> _Task statement_: Return every line in the entries below where the word "const" shows up.

Top of Data listing

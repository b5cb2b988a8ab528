use crate::cli::GlobalFlags;
use crate::cli::subcommands::ProcessingCommands;
use crate::commands::material::check_non_negative;
use crate::commands::shared::assessment::require_assessment;
use crate::context::AppContext;
use crate::output::output;

/// Handle `lca processing`.
pub async fn handle(
    action: &ProcessingCommands,
    ctx: &AppContext,
    flags: &GlobalFlags,
) -> anyhow::Result<()> {
    match action {
        ProcessingCommands::Add {
            assessment,
            energy,
            water,
            waste,
            efficiency,
        } => {
            let assessment = require_assessment(ctx, assessment).await?;
            check_non_negative("energy", *energy)?;
            check_non_negative("water", *water)?;
            check_non_negative("waste", *waste)?;
            check_non_negative("efficiency", *efficiency)?;

            let record = ctx
                .service
                .create_processing(assessment.id, *energy, *water, *waste, *efficiency)
                .await?;
            output(&record, flags.format)
        }
        ProcessingCommands::List { assessment } => {
            let assessment = require_assessment(ctx, assessment).await?;
            let records = ctx
                .service
                .list_processing_for_assessment(assessment.id)
                .await?;
            output(&records, flags.format)
        }
    }
}
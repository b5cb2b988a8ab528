use clap::Subcommand;

/// Processing record commands. Omitted measurements are stored as null.
#[derive(Clone, Debug, Subcommand)]
pub enum ProcessingCommands {
    /// Add a processing record.
    Add {
        assessment: String,
        /// kWh
        #[arg(long)]
        energy: Option<f64>,
        /// m³
        #[arg(long)]
        water: Option<f64>,
        /// tons
        #[arg(long)]
        waste: Option<f64>,
        /// percent
        #[arg(long)]
        efficiency: Option<f64>,
    },
    /// List processing records of an assessment.
    List { assessment: String },
}
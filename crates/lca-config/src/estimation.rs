//! Estimation run settings.

use serde::{Deserialize, Serialize};

#[derive(Debug, Clone, Default, Deserialize, Serialize)]
pub struct EstimationConfig {
    /// Fixed seed for the equipment-efficiency jitter. `None` seeds from OS entropy.
    #[serde(default)]
    pub seed: Option<u64>,
}
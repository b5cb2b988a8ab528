//! Assessment repository with forward-only status transitions.

use chrono::Utc;

use lca_core::entities::Assessment;
use lca_core::enums::AssessmentStatus;

use crate::error::DatabaseError;
use crate::helpers::{parse_datetime, parse_enum};
use crate::service::LcaService;

const SELECT_COLS: &str = "id, project_name, metal_type, status, created_at, updated_at";

fn row_to_assessment(row: &libsql::Row) -> Result<Assessment, DatabaseError> {
    Ok(Assessment {
        id: row.get(0)?,
        project_name: row.get(1)?,
        metal_type: row.get(2)?,
        status: parse_enum(&row.get::<String>(3)?)?,
        created_at: parse_datetime(&row.get::<String>(4)?)?,
        updated_at: parse_datetime(&row.get::<String>(5)?)?,
    })
}

impl LcaService {
    /// Create a draft assessment. `metal_type` is stored verbatim.
    pub async fn create_assessment(
        &self,
        project_name: &str,
        metal_type: &str,
    ) -> Result<Assessment, DatabaseError> {
        let now = Utc::now();

        self.db()
            .conn()
            .execute(
                "INSERT INTO assessments (project_name, metal_type, status, created_at, updated_at)
                 VALUES (?1, ?2, ?3, ?4, ?5)",
                libsql::params![
                    project_name,
                    metal_type,
                    AssessmentStatus::Draft.as_str(),
                    now.to_rfc3339(),
                    now.to_rfc3339()
                ],
            )
            .await?;

        Ok(Assessment {
            id: self.db().conn().last_insert_rowid(),
            project_name: project_name.to_string(),
            metal_type: metal_type.to_string(),
            status: AssessmentStatus::Draft,
            created_at: now,
            updated_at: now,
        })
    }

    pub async fn get_assessment(&self, id: i64) -> Result<Assessment, DatabaseError> {
        let mut rows = self
            .db()
            .conn()
            .query(
                &format!("SELECT {SELECT_COLS} FROM assessments WHERE id = ?1"),
                [id],
            )
            .await?;
        let row = rows.next().await?.ok_or(DatabaseError::NoResult)?;
        row_to_assessment(&row)
    }

    pub async fn list_assessments(&self, limit: u32) -> Result<Vec<Assessment>, DatabaseError> {
        let mut rows = self
            .db()
            .conn()
            .query(
                &format!("SELECT {SELECT_COLS} FROM assessments ORDER BY id DESC LIMIT ?1"),
                [limit],
            )
            .await?;

        let mut assessments = Vec::new();
        while let Some(row) = rows.next().await? {
            assessments.push(row_to_assessment(&row)?);
        }
        Ok(assessments)
    }

    /// Move an assessment to `new_status`, rejecting backwards transitions.
    pub async fn update_assessment_status(
        &self,
        id: i64,
        new_status: AssessmentStatus,
    ) -> Result<Assessment, DatabaseError> {
        let current = self.get_assessment(id).await?;

        if !current.status.can_transition_to(new_status) {
            return Err(DatabaseError::InvalidState(format!(
                "Cannot transition assessment {} from {} to {}",
                id, current.status, new_status
            )));
        }

        let now = Utc::now();
        self.db()
            .conn()
            .execute(
                "UPDATE assessments SET status = ?1, updated_at = ?2 WHERE id = ?3",
                libsql::params![new_status.as_str(), now.to_rfc3339(), id],
            )
            .await?;

        Ok(Assessment {
            status: new_status,
            updated_at: now,
            ..current
        })
    }

    /// Mark an assessment completed unless it already is.
    ///
    /// Returns `true` when the status changed. The guard lives in the UPDATE
    /// itself so a completed assessment is never touched.
    pub async fn advance_to_completed(&self, id: i64) -> Result<bool, DatabaseError> {
        let now = Utc::now();
        let changed = self
            .db()
            .conn()
            .execute(
                "UPDATE assessments SET status = ?1, updated_at = ?2 WHERE id = ?3 AND status != ?1",
                libsql::params![AssessmentStatus::Completed.as_str(), now.to_rfc3339(), id],
            )
            .await?;
        Ok(changed > 0)
    }
}
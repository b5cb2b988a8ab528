//! # lca-core
//!
//! Core types shared across the metal LCA workspace.
//!
//! This crate provides the foundational types used by every other crate:
//! - Entity structs for assessments and their activity records
//! - Status and classification enums (metal type, extraction method, transport mode)
//! - The read-only benchmark and emission factor tables
//! - Assessment identifier parsing
//! - Cross-cutting error types
//! - Response types returned by the estimation and aggregation operations

pub mod entities;
pub mod enums;
pub mod errors;
pub mod factors;
pub mod ids;
pub mod responses;
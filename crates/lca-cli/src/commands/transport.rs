use lca_core::enums::TransportMode;

use crate::cli::GlobalFlags;
use crate::cli::subcommands::TransportCommands;
use crate::commands::material::check_non_negative;
use crate::commands::shared::assessment::require_assessment;
use crate::context::AppContext;
use crate::output::output;

/// Handle `lca transport`.
pub async fn handle(
    action: &TransportCommands,
    ctx: &AppContext,
    flags: &GlobalFlags,
) -> anyhow::Result<()> {
    match action {
        TransportCommands::Add {
            assessment,
            mode,
            distance,
            load,
        } => {
            let assessment = require_assessment(ctx, assessment).await?;
            check_non_negative("distance", *distance)?;
            check_non_negative("load", *load)?;
            if TransportMode::parse(mode).is_none() {
                tracing::warn!(mode, "unknown transport mode; the truck factor will apply");
            }

            let leg = ctx
                .service
                .create_transport(assessment.id, mode, *distance, *load)
                .await?;
            output(&leg, flags.format)
        }
        TransportCommands::List { assessment } => {
            let assessment = require_assessment(ctx, assessment).await?;
            let legs = ctx
                .service
                .list_transports_for_assessment(assessment.id)
                .await?;
            output(&legs, flags.format)
        }
    }
}
//! Database migration runner.
//!
//! Embeds the SQL migration files at compile time and executes them on
//! database open. All statements use `IF NOT EXISTS` for idempotent re-running.

use crate::LcaDb;
use crate::error::DatabaseError;

/// Initial schema: 5 tables, 4 indexes.
const MIGRATION_001: &str = include_str!("../migrations/001_initial.sql");

impl LcaDb {
    /// Run all embedded migrations in sequence.
    pub(crate) async fn run_migrations(&self) -> Result<(), DatabaseError> {
        self.conn
            .execute_batch(MIGRATION_001)
            .await
            .map_err(|e| DatabaseError::Migration(format!("001_initial: {e}")))?;
        Ok(())
    }
}
//! Shared test utilities for lca-db unit tests.

pub(crate) mod helpers {
    use lca_core::entities::Assessment;

    use crate::LcaDb;
    use crate::service::LcaService;

    /// Create an in-memory `LcaService`.
    pub async fn test_service() -> LcaService {
        let db = LcaDb::open_local(":memory:").await.unwrap();
        LcaService::from_db(db)
    }

    /// Create an assessment for the given metal (convenience for record tests).
    pub async fn create_test_assessment(svc: &LcaService, metal: &str) -> Assessment {
        svc.create_assessment("Test project", metal).await.unwrap()
    }
}
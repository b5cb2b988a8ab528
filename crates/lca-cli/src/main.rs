use anyhow::Context;
use clap::Parser;
use lca_engine::EngineError;

mod cli;
mod commands;
mod context;
mod output;

#[tokio::main]
async fn main() {
    if let Err(error) = run().await {
        report_error(&error);
        std::process::exit(1);
    }
}

async fn run() -> anyhow::Result<()> {
    let cli = cli::Cli::parse();
    let flags = cli.global_flags();
    init_tracing(flags.quiet, flags.verbose)?;

    if let cli::Commands::Schema(args) = &cli.command {
        return commands::schema::handle(args, &flags);
    }

    let config = lca_config::LcaConfig::load_with_dotenv().context("failed to load configuration")?;

    let ctx = context::AppContext::init(config, &flags)
        .await
        .context("failed to initialize lca application context")?;

    commands::dispatch::dispatch(cli.command, &ctx, &flags).await
}

/// Engine errors go to stderr as a JSON object so scripts can branch on
/// `code`; everything else is printed as a plain chain.
fn report_error(error: &anyhow::Error) {
    if let Some(engine_error) = error.downcast_ref::<EngineError>() {
        match serde_json::to_string(&engine_error.payload()) {
            Ok(json) => eprintln!("{json}"),
            Err(_) => eprintln!("lca error: {error:#}"),
        }
        return;
    }
    eprintln!("lca error: {error:#}");
}

fn init_tracing(quiet: bool, verbose: bool) -> anyhow::Result<()> {
    let level = if quiet {
        "error"
    } else if verbose {
        "debug"
    } else {
        "warn"
    };

    let filter = tracing_subscriber::EnvFilter::try_from_env("LCA_LOG")
        .unwrap_or_else(|_| tracing_subscriber::EnvFilter::new(level));

    tracing_subscriber::fmt()
        .with_env_filter(filter)
        .with_writer(std::io::stderr)
        .try_init()
        .map_err(|error| anyhow::anyhow!("failed to initialize tracing subscriber: {error}"))?;

    Ok(())
}
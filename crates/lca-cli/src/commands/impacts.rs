use lca_engine::Aggregator;

use crate::cli::GlobalFlags;
use crate::cli::root_commands::AssessmentArgs;
use crate::commands::shared::assessment::parse_id;
use crate::context::AppContext;
use crate::output::output;

/// Handle `lca impacts`.
pub async fn handle(args: &AssessmentArgs, ctx: &AppContext, flags: &GlobalFlags) -> anyhow::Result<()> {
    let id = parse_id(&args.assessment)?;
    let result = Aggregator::new(&ctx.service, &ctx.config.factors)
        .compute_impacts(id)
        .await?;
    output(&result, flags.format)
}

Bottom of Data listing

> _Answer space_:
const SELECT_COLS: &str = "id, project_name, metal_type, status, created_at, updated_at";
const MIGRATION_001: &str = include_str!("../migrations/001_initial.sql");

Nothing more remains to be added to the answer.